The record begins with “Keep You,” and immediately, the record starts with a bang. Natalie’s dreamy vocals start the song off with a reggae meets indie-pop vibe. That’s what the whole record really sounds like, and like I said, it’s nothing I’ve ever heard. The song itself is quite breezy, as is the whole record. The lyrics of this song are really weird, though. They’re interesting in that “this is so weird, but I like it” kind of way. They seem to be a bit confusing, because it’s about how Natalie is in love with a man who treats every woman terribly but her, and she doesn’t understand why he won’t keep her. Halfway into the song, a saxophone weaves its way into the record, and it makes the song a lot more engaging. This is a band that absolutely amazes me, because I’ve never heard anything like it. I really haven’t, and it’s so refreshing in this day and age. If anything, this song makes me excited for the rest of the record. This one of those records where every song is really awesome, but some are better than the others, and the opening track is one of them. That’s one of my favorite tracks from the record, hands down. Second track “It’s Too Late” is a bit lackluster, in the sense that it doesn’t do much for me. It’s a good track, but ultimately, it falls to the wayside compared to tracks like “Keep You,” and third track, “Shine,” which is the longest song on the record, but my one of my favorites. I love the lyrics on this song, and it’s another cutesy track, with the main “hook” of the track being “I got a lover, he puts the shine in the sun.” The track is another light and breezy track that’s good to play during the spring, despite how winter seems to still be around. Hopefully it won’t be around for much longer, though. Back on track, however, the next few tracks are more or less of the same, and while the sound is unique, the tracks that really stand out are the ones with reggae or jazz-influence. A track like “Twisted” doesn’t really stand out too much, just because it has a very straight-forward indie pop sound, but the lyrics are interesting here, too, especially with the main lyric being, “What’s the definition of love if it isn’t material things?” It makes Natalie appear shallow, but her vocal delivery almost makes it seem like she wants us, the listeners, to be sympathetic towards her.
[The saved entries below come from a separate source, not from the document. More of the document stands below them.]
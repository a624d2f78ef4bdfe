//! HTTP transport.
//!
//! The client only needs one capability from the network: a GET that either
//! completes with a status and a body or fails at the transport level.
//! [`HttpTransport`] captures that, and [`ReqwestTransport`] is the default
//! implementation.

use std::fmt;
use std::sync::Arc;
use std::time::Duration;

use async_trait::async_trait;

use super::config::ClientConfig;
use super::error::ClientError;

/// A completed HTTP response.
#[derive(Debug, Clone, PartialEq, Eq)]
pub struct TransportResponse {
    /// HTTP status code.
    pub status: u16,

    /// Raw response body.
    pub body: String,
}

impl TransportResponse {
    /// Creates a response.
    #[must_use]
    pub fn new(status: u16, body: impl Into<String>) -> Self {
        Self {
            status,
            body: body.into(),
        }
    }

    /// Creates a `200 OK` response.
    #[must_use]
    pub fn ok(body: impl Into<String>) -> Self {
        Self::new(200, body)
    }

    /// Returns true for 2xx statuses.
    #[must_use]
    pub fn is_success(&self) -> bool {
        (200..300).contains(&self.status)
    }
}

/// Kind of transport failure.
#[derive(Debug, Clone, Copy, PartialEq, Eq)]
pub enum TransportErrorKind {
    /// Could not connect.
    Connect,
    /// Request or body read timed out.
    Timeout,
    /// Response body could not be read.
    Body,
    /// A completed response with a non-success status, when the client is
    /// configured to treat those as failures.
    Status,
    /// Any other request failure.
    Other,
}

impl fmt::Display for TransportErrorKind {
    fn fmt(&self, f: &mut fmt::Formatter<'_>) -> fmt::Result {
        let name = match self {
            Self::Connect => "connect",
            Self::Timeout => "timeout",
            Self::Body => "body",
            Self::Status => "status",
            Self::Other => "request",
        };
        f.write_str(name)
    }
}

/// A failed GET attempt.
#[derive(Debug, Clone, PartialEq, Eq, thiserror::Error)]
#[error("{kind} error: {message}")]
pub struct TransportError {
    /// Failure kind.
    pub kind: TransportErrorKind,

    /// Human readable description.
    pub message: String,

    /// Response received before the failure, if any.
    pub response: Option<TransportResponse>,
}

impl TransportError {
    /// Creates an error without a response.
    #[must_use]
    pub fn new(kind: TransportErrorKind, message: impl Into<String>) -> Self {
        Self {
            kind,
            message: message.into(),
            response: None,
        }
    }

    /// Creates an error for a response with a non-success status.
    #[must_use]
    pub fn status(response: TransportResponse) -> Self {
        Self {
            kind: TransportErrorKind::Status,
            message: format!("HTTP status {}", response.status),
            response: Some(response),
        }
    }

    /// Returns the body of the last known response, if any.
    #[must_use]
    pub fn response_body(&self) -> Option<&str> {
        self.response.as_ref().map(|r| r.body.as_str())
    }
}

impl From<reqwest::Error> for TransportError {
    fn from(err: reqwest::Error) -> Self {
        let kind = if err.is_timeout() {
            TransportErrorKind::Timeout
        } else if err.is_connect() {
            TransportErrorKind::Connect
        } else if err.is_body() || err.is_decode() {
            TransportErrorKind::Body
        } else {
            TransportErrorKind::Other
        };

        Self::new(kind, err.to_string())
    }
}

/// Pluggable HTTP GET capability.
#[async_trait]
pub trait HttpTransport: Send + Sync {
    /// Issues a GET request to `url`.
    ///
    /// Completed responses are returned whatever their status. Only failures
    /// to obtain a response are errors.
    async fn get(&self, url: &str) -> Result<TransportResponse, TransportError>;
}

#[async_trait]
impl<T: HttpTransport + ?Sized> HttpTransport for Arc<T> {
    async fn get(&self, url: &str) -> Result<TransportResponse, TransportError> {
        (**self).get(url).await
    }
}

/// Default transport backed by `reqwest`.
#[derive(Debug, Clone)]
pub struct ReqwestTransport {
    http: reqwest::Client,
}

impl ReqwestTransport {
    /// Creates a transport with the given timeout and user agent.
    ///
    /// # Errors
    ///
    /// Returns an error if the HTTP client cannot be created.
    pub fn new(timeout: Duration, user_agent: &str) -> Result<Self, ClientError> {
        let http = reqwest::Client::builder()
            .timeout(timeout)
            .user_agent(user_agent)
            .build()
            .map_err(ClientError::Request)?;

        Ok(Self { http })
    }

    /// Creates a transport from the client configuration.
    ///
    /// # Errors
    ///
    /// Returns an error if the HTTP client cannot be created.
    pub fn from_config(config: &ClientConfig) -> Result<Self, ClientError> {
        Self::new(config.timeout, &config.user_agent)
    }
}

#[async_trait]
impl HttpTransport for ReqwestTransport {
    async fn get(&self, url: &str) -> Result<TransportResponse, TransportError> {
        let response = self.http.get(url).send().await?;
        let status = response.status().as_u16();
        let body = response.text().await?;

        Ok(TransportResponse { status, body })
    }
}

#[cfg(test)]
mod tests {
    use super::*;

    #[test]
    fn test_response_is_success() {
        assert!(TransportResponse::ok("{}").is_success());
        assert!(TransportResponse::new(204, "").is_success());
        assert!(!TransportResponse::new(404, "").is_success());
        assert!(!TransportResponse::new(500, "").is_success());
    }

    #[test]
    fn test_transport_error_display() {
        let err = TransportError::new(TransportErrorKind::Timeout, "operation timed out");
        assert_eq!(err.to_string(), "timeout error: operation timed out");
        assert!(err.response_body().is_none());
    }

    #[test]
    fn test_transport_error_status() {
        let err = TransportError::status(TransportResponse::new(503, "down"));
        assert_eq!(err.kind, TransportErrorKind::Status);
        assert_eq!(err.to_string(), "status error: HTTP status 503");
        assert_eq!(err.response_body(), Some("down"));
    }

    #[test]
    fn test_reqwest_transport_new() {
        let transport = ReqwestTransport::new(Duration::from_secs(5), "betsapi-sdk/test");
        assert!(transport.is_ok());
    }

    #[test]
    fn test_reqwest_transport_from_config() {
        let transport = ReqwestTransport::from_config(&ClientConfig::new("TOK"));
        assert!(transport.is_ok());
    }
}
Another very unique and interesting track that really stuck out to me is fifth “Happy Home.” It’s a rather slower track, and this track has a very bluesy kind of vibe to it, rather than reggae or jazz. It’s much slower, and more of a relaxed track. It appears at the halfway point of the record, which is really weird, but it doesn’t slow the record down at all. This follows with “Another Girl” which is another bluesy track, where Natalie is talking about how she was just “another girl” to someone, most likely the man she was talking about in a few other tracks, but it’s a rather nice song, albeit that it’s a bit sad. Coincidentally, a much happier song comes next, “Love Like This,” which definitely is the polar opposite of what “Another Girl” is talking about. It’s much brighter, and gives the album a much better mood. Sadly, though, the last three tracks are a bit lackluster, with the exception of ninth track “When It’s Over,” and this track I really like because Eliot sings for the majority of this song, and I really wish his voice was on the record more, because if they both sang, their sound would be even more unique than it already is. That’s a minor gripe, but this song is what I wish the rest would’ve been like. The last couple tracks, however, are just a bit lackluster compared to the rest of the record. “June” is a nice breezy indie-pop track that doesn’t really add too much to the record. “Take Me Away” is the shortest song on the record, but it’s a nice little track that ends the record nicely as well. It doesn’t do much for me, but it is a good track to end the record with, because it does end it on a happier note.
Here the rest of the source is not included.